Collected data

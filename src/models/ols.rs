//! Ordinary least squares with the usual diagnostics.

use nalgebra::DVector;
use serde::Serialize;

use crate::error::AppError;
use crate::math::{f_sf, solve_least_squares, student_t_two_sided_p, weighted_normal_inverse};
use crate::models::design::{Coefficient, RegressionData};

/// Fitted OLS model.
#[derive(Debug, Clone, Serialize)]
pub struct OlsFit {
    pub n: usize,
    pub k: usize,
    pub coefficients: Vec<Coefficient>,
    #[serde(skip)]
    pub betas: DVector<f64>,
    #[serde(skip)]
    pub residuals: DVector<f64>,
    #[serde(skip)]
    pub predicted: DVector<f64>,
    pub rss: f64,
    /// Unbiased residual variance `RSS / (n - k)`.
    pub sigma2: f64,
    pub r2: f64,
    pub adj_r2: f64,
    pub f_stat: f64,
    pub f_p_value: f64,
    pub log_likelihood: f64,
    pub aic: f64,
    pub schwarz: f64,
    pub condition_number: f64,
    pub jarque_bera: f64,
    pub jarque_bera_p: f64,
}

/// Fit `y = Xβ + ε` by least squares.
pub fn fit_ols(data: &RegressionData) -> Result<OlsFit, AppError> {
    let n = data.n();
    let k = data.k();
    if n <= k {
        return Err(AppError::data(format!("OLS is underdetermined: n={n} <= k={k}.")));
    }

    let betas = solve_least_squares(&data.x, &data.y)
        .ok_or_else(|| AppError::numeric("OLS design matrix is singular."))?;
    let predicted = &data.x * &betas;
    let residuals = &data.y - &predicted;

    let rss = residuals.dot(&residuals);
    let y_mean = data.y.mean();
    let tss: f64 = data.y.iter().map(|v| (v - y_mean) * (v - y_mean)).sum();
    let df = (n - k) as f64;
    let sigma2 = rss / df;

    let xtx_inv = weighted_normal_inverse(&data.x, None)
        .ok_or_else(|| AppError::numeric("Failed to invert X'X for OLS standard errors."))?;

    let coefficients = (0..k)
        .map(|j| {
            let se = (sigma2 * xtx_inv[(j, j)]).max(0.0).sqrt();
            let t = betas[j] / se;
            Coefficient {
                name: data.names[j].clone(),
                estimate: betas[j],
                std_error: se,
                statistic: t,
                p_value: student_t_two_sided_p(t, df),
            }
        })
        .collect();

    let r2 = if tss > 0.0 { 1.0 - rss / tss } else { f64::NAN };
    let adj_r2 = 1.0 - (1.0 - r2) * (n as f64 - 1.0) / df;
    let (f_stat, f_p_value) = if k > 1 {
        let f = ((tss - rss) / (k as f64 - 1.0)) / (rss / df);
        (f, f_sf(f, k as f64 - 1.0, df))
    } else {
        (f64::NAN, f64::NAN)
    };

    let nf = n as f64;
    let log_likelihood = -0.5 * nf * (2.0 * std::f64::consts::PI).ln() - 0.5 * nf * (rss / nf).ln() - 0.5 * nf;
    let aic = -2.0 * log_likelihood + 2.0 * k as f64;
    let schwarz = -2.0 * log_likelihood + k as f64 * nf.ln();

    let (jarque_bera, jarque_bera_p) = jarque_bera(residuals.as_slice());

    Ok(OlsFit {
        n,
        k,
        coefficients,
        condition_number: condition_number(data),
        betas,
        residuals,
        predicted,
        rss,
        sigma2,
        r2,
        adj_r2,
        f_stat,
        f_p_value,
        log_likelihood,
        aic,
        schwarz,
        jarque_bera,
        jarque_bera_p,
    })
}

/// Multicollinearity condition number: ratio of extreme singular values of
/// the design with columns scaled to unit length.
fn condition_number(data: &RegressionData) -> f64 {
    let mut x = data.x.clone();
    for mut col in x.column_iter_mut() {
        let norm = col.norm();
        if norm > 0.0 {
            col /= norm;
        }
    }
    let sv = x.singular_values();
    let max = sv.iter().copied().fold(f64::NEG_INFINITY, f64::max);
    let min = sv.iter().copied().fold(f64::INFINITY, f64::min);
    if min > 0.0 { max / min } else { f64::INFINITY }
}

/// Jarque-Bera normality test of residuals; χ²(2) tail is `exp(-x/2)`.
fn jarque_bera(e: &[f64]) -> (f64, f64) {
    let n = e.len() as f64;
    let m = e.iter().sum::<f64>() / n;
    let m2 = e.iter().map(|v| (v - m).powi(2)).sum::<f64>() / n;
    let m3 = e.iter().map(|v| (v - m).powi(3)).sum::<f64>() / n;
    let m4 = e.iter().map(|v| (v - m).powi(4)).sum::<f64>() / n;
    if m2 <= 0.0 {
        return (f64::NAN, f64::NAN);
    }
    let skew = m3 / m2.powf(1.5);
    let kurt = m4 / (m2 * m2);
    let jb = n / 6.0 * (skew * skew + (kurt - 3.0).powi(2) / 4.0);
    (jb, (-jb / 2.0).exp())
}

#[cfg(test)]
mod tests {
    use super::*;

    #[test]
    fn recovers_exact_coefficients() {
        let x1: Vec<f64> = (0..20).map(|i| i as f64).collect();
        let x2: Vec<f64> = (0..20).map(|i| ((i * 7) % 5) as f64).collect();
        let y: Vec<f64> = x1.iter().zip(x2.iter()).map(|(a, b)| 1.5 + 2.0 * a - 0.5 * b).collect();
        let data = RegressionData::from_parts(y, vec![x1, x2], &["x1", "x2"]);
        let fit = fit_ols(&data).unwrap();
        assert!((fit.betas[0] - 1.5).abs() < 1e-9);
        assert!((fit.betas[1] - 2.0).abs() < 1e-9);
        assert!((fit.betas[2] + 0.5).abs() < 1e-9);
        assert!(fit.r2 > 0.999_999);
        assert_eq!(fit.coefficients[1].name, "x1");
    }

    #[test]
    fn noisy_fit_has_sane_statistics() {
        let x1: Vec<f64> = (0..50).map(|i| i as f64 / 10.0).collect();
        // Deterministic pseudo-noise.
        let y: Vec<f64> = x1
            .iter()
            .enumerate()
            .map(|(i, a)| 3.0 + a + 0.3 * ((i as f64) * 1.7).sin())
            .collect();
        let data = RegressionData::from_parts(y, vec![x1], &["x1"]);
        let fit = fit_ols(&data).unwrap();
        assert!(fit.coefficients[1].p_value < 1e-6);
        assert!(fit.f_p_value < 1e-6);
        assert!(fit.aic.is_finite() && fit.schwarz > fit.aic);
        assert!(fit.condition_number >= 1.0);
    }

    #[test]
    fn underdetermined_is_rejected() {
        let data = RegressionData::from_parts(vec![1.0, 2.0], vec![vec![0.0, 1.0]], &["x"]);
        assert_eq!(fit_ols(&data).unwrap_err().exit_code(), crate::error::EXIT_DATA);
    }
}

### TASK INSTRUCTIONS
Above are some records; repeat all of them exactly.

### ANSWER TO THIS PROBLEM
filename src/models/ols.rs
//! Ordinary least squares with the usual diagnostics.

use nalgebra::DVector;
use serde::Serialize;

use crate::error::AppError;
use crate::math::{f_sf, solve_least_squares, student_t_two_sided_p, weighted_normal_inverse};
use crate::models::design::{Coefficient, RegressionData};

/// Fitted OLS model.
#[derive(Debug, Clone, Serialize)]
pub struct OlsFit {
    pub n: usize,
    pub k: usize,
    pub coefficients: Vec<Coefficient>,
    #[serde(skip)]
    pub betas: DVector<f64>,
    #[serde(skip)]
    pub residuals: DVector<f64>,
    #[serde(skip)]
    pub predicted: DVector<f64>,
    pub rss: f64,
    /// Unbiased residual variance `RSS / (n - k)`.
    pub sigma2: f64,
    pub r2: f64,
    pub adj_r2: f64,
    pub f_stat: f64,
    pub f_p_value: f64,
    pub log_likelihood: f64,
    pub aic: f64,
    pub schwarz: f64,
    pub condition_number: f64,
    pub jarque_bera: f64,
    pub jarque_bera_p: f64,
}

/// Fit `y = Xβ + ε` by least squares.
pub fn fit_ols(data: &RegressionData) -> Result<OlsFit, AppError> {
    let n = data.n();
    let k = data.k();
    if n <= k {
        return Err(AppError::data(format!("OLS is underdetermined: n={n} <= k={k}.")));
    }

    let betas = solve_least_squares(&data.x, &data.y)
        .ok_or_else(|| AppError::numeric("OLS design matrix is singular."))?;
    let predicted = &data.x * &betas;
    let residuals = &data.y - &predicted;

    let rss = residuals.dot(&residuals);
    let y_mean = data.y.mean();
    let tss: f64 = data.y.iter().map(|v| (v - y_mean) * (v - y_mean)).sum();
    let df = (n - k) as f64;
    let sigma2 = rss / df;

    let xtx_inv = weighted_normal_inverse(&data.x, None)
        .ok_or_else(|| AppError::numeric("Failed to invert X'X for OLS standard errors."))?;

    let coefficients = (0..k)
        .map(|j| {
            let se = (sigma2 * xtx_inv[(j, j)]).max(0.0).sqrt();
            let t = betas[j] / se;
            Coefficient {
                name: data.names[j].clone(),
                estimate: betas[j],
                std_error: se,
                statistic: t,
                p_value: student_t_two_sided_p(t, df),
            }
        })
        .collect();

    let r2 = if tss > 0.0 { 1.0 - rss / tss } else { f64::NAN };
    let adj_r2 = 1.0 - (1.0 - r2) * (n as f64 - 1.0) / df;
    let (f_stat, f_p_value) = if k > 1 {
        let f = ((tss - rss) / (k as f64 - 1.0)) / (rss / df);
        (f, f_sf(f, k as f64 - 1.0, df))
    } else {
        (f64::NAN, f64::NAN)
    };

    let nf = n as f64;
    let log_likelihood = -0.5 * nf * (2.0 * std::f64::consts::PI).ln() - 0.5 * nf * (rss / nf).ln() - 0.5 * nf;
    let aic = -2.0 * log_likelihood + 2.0 * k as f64;
    let schwarz = -2.0 * log_likelihood + k as f64 * nf.ln();

    let (jarque_bera, jarque_bera_p) = jarque_bera(residuals.as_slice());

    Ok(OlsFit {
        n,
        k,
        coefficients,
        condition_number: condition_number(data),
        betas,
        residuals,
        predicted,
        rss,
        sigma2,
        r2,
        adj_r2,
        f_stat,
        f_p_value,
        log_likelihood,
        aic,
        schwarz,
        jarque_bera,
        jarque_bera_p,
    })
}

/// Multicollinearity condition number: ratio of extreme singular values of
/// the design with columns scaled to unit length.
fn condition_number(data: &RegressionData) -> f64 {
    let mut x = data.x.clone();
    for mut col in x.column_iter_mut() {
        let norm = col.norm();
        if norm > 0.0 {
            col /= norm;
        }
    }
    let sv = x.singular_values();
    let max = sv.iter().copied().fold(f64::NEG_INFINITY, f64::max);
    let min = sv.iter().copied().fold(f64::INFINITY, f64::min);
    if min > 0.0 { max / min } else { f64::INFINITY }
}

/// Jarque-Bera normality test of residuals; χ²(2) tail is `exp(-x/2)`.
fn jarque_bera(e: &[f64]) -> (f64, f64) {
    let n = e.len() as f64;
    let m = e.iter().sum::<f64>() / n;
    let m2 = e.iter().map(|v| (v - m).powi(2)).sum::<f64>() / n;
    let m3 = e.iter().map(|v| (v - m).powi(3)).sum::<f64>() / n;
    let m4 = e.iter().map(|v| (v - m).powi(4)).sum::<f64>() / n;
    if m2 <= 0.0 {
        return (f64::NAN, f64::NAN);
    }
    let skew = m3 / m2.powf(1.5);
    let kurt = m4 / (m2 * m2);
    let jb = n / 6.0 * (skew * skew + (kurt - 3.0).powi(2) / 4.0);
    (jb, (-jb / 2.0).exp())
}

#[cfg(test)]
mod tests {
    use super::*;

    #[test]
    fn recovers_exact_coefficients() {
        let x1: Vec<f64> = (0..20).map(|i| i as f64).collect();
        let x2: Vec<f64> = (0..20).map(|i| ((i * 7) % 5) as f64).collect();
        let y: Vec<f64> = x1.iter().zip(x2.iter()).map(|(a, b)| 1.5 + 2.0 * a - 0.5 * b).collect();
        let data = RegressionData::from_parts(y, vec![x1, x2], &["x1", "x2"]);
        let fit = fit_ols(&data).unwrap();
        assert!((fit.betas[0] - 1.5).abs() < 1e-9);
        assert!((fit.betas[1] - 2.0).abs() < 1e-9);
        assert!((fit.betas[2] + 0.5).abs() < 1e-9);
        assert!(fit.r2 > 0.999_999);
        assert_eq!(fit.coefficients[1].name, "x1");
    }

    #[test]
    fn noisy_fit_has_sane_statistics() {
        let x1: Vec<f64> = (0..50).map(|i| i as f64 / 10.0).collect();
        // Deterministic pseudo-noise.
        let y: Vec<f64> = x1
            .iter()
            .enumerate()
            .map(|(i, a)| 3.0 + a + 0.3 * ((i as f64) * 1.7).sin())
            .collect();
        let data = RegressionData::from_parts(y, vec![x1], &["x1"]);
        let fit = fit_ols(&data).unwrap();
        assert!(fit.coefficients[1].p_value < 1e-6);
        assert!(fit.f_p_value < 1e-6);
        assert!(fit.aic.is_finite() && fit.schwarz > fit.aic);
        assert!(fit.condition_number >= 1.0);
    }

    #[test]
    fn underdetermined_is_rejected() {
        let data = RegressionData::from_parts(vec![1.0, 2.0], vec![vec![0.0, 1.0]], &["x"]);
        assert_eq!(fit_ols(&data).unwrap_err().exit_code(), crate::error::EXIT_DATA);
    }
}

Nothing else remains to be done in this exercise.